There is an important caveat to rebasing. By its very nature, rebasing rewrites history, by making the world look as if your branch had been created from a different commit than it actually was, and by rewriting the commit history of the branch itself. This rewriting of history can occur in one of three scenarios:
You have not yet pushed to the shared repo. The history of your branch exists only in your copy of the repo, so rewriting that history does not affect the team.

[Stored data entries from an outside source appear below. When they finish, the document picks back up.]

//! Prometheus metrics for the Airlift server.
//!
//! Process-level observability only; the product's per-release counters live
//! in the distributed metrics store.

use axum::http::StatusCode;
use axum::response::IntoResponse;
use prometheus::{
    Encoder, IntCounter, IntCounterVec, Opts, Registry, TextEncoder,
};
use std::sync::{LazyLock, Once};

/// Global Prometheus registry for all metrics.
pub static REGISTRY: LazyLock<Registry> = LazyLock::new(Registry::new);

/// Update checks answered, by the cache tier that supplied the response body
/// (`micro`, `distributed`, `storage`).
pub static UPDATE_CHECKS_TOTAL: LazyLock<IntCounterVec> = LazyLock::new(|| {
    IntCounterVec::new(
        Opts::new(
            "airlift_update_checks_total",
            "Update checks answered, by cache tier",
        ),
        &["tier"],
    )
    .expect("metric creation failed")
});

/// Distributed-cache failures degraded to misses on the read path.
pub static CACHE_READ_ERRORS: LazyLock<IntCounter> = LazyLock::new(|| {
    IntCounter::new(
        "airlift_cache_read_errors_total",
        "Distributed cache read failures treated as misses",
    )
    .expect("metric creation failed")
});

/// Status reports accepted, by kind (`deploy`, `download`).
pub static REPORTS_TOTAL: LazyLock<IntCounterVec> = LazyLock::new(|| {
    IntCounterVec::new(
        Opts::new("airlift_reports_total", "Status reports accepted, by kind"),
        &["kind"],
    )
    .expect("metric creation failed")
});

/// Post-response metric dispatches that failed (logged only).
pub static METRICS_DISPATCH_FAILURES: LazyLock<IntCounter> = LazyLock::new(|| {
    IntCounter::new(
        "airlift_metrics_dispatch_failures_total",
        "Counter updates that failed after the response was sent",
    )
    .expect("metric creation failed")
});

/// Guard to ensure metrics are only registered once.
static REGISTER_ONCE: Once = Once::new();

/// Register all metrics with the global registry.
///
/// This function is idempotent - subsequent calls after the first are no-ops.
pub fn register_metrics() {
    REGISTER_ONCE.call_once(|| {
        REGISTRY
            .register(Box::new(UPDATE_CHECKS_TOTAL.clone()))
            .expect("metric registration failed");
        REGISTRY
            .register(Box::new(CACHE_READ_ERRORS.clone()))
            .expect("metric registration failed");
        REGISTRY
            .register(Box::new(REPORTS_TOTAL.clone()))
            .expect("metric registration failed");
        REGISTRY
            .register(Box::new(METRICS_DISPATCH_FAILURES.clone()))
            .expect("metric registration failed");
    });
}

/// GET /metrics - Prometheus metrics endpoint.
pub async fn metrics_handler() -> impl IntoResponse {
    let encoder = TextEncoder::new();
    let metric_families = REGISTRY.gather();

    let mut buffer = Vec::new();
    match encoder.encode(&metric_families, &mut buffer) {
        Ok(()) => (
            StatusCode::OK,
            [("content-type", "text/plain; version=0.0.4; charset=utf-8")],
            buffer,
        ),
        Err(e) => (
            StatusCode::INTERNAL_SERVER_ERROR,
            [("content-type", "text/plain; charset=utf-8")],
            format!("Failed to encode metrics: {e}").into_bytes(),
        ),
    }
}

#[cfg(test)]
mod tests {
    use super::*;

    #[test]
    fn test_metrics_registration() {
        // This would panic if any metric creation failed
        register_metrics();
        register_metrics();
    }
}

You have pushed to the shared repo, but no one else has made additional changes based on your branch. This is the common case when using branch-per-feature, since there is normally no reason for one developer to base work on another developer’s commits in a feature branch. You may need to use the
--force
flag togit push
when pushing the branch, to indicate your acknowledgment that you’re changing the shared repo’s view of history.You have pushed to the shared repo, and others have based work off of your changes. Anyone who has based their work off of your branch commits will now be out of sync since their history doesn’t match the shared repo’s history.
Case 3 is rare, but if it occurs, you should coordinate carefully with your team before forcing
a push to avoid others’ repos getting out of sync with the shared copy. One good practice is to
construct feature branch names in some way that signals that others should not build off of
those commits, for example by prepending the developer’s initials to the branch name or using
a standard naming convention such as feature-xxx
for feature branch names.
An alternative to rebasing is merging: running git pull origin main
in your feature branch
at any time will update your clone from the origin repo, then merge any new changes
from the main branch into your feature branch. Compared with rebasing, this approach is
nondestructive because it doesn’t rewrite history, but it also adds a lot of extra commits
(the merge commits) to your feature branch, which can make it tricky to reconstruct the history
of the feature branch using git log
. Atlassian has an excellent set of tutorials6 covering this
and many other Git-related topics.
All this having been said, if you’re breaking down your user stories into tasks of manageable size (Section 7.4) and doing frequent deployments (Section 12.4), messy merges and rebases should rarely be necessary in Agile development.
Self-Check 10.3.1. True or false: If you attempt git push
and it fails with a message such as
“Non-fast-forward (error): failed to push some refs,” this means some file contains a merge
conflict between your repo’s version and the origin repo’s version.
Not necessarily. It just means that your copy of the repo is missing some commits that are present in the origin copy, and until you merge in those missing commits, you won’t be allowed to push your own commits. Merging in these missing commits may lead to a merge conflict, but frequently does not.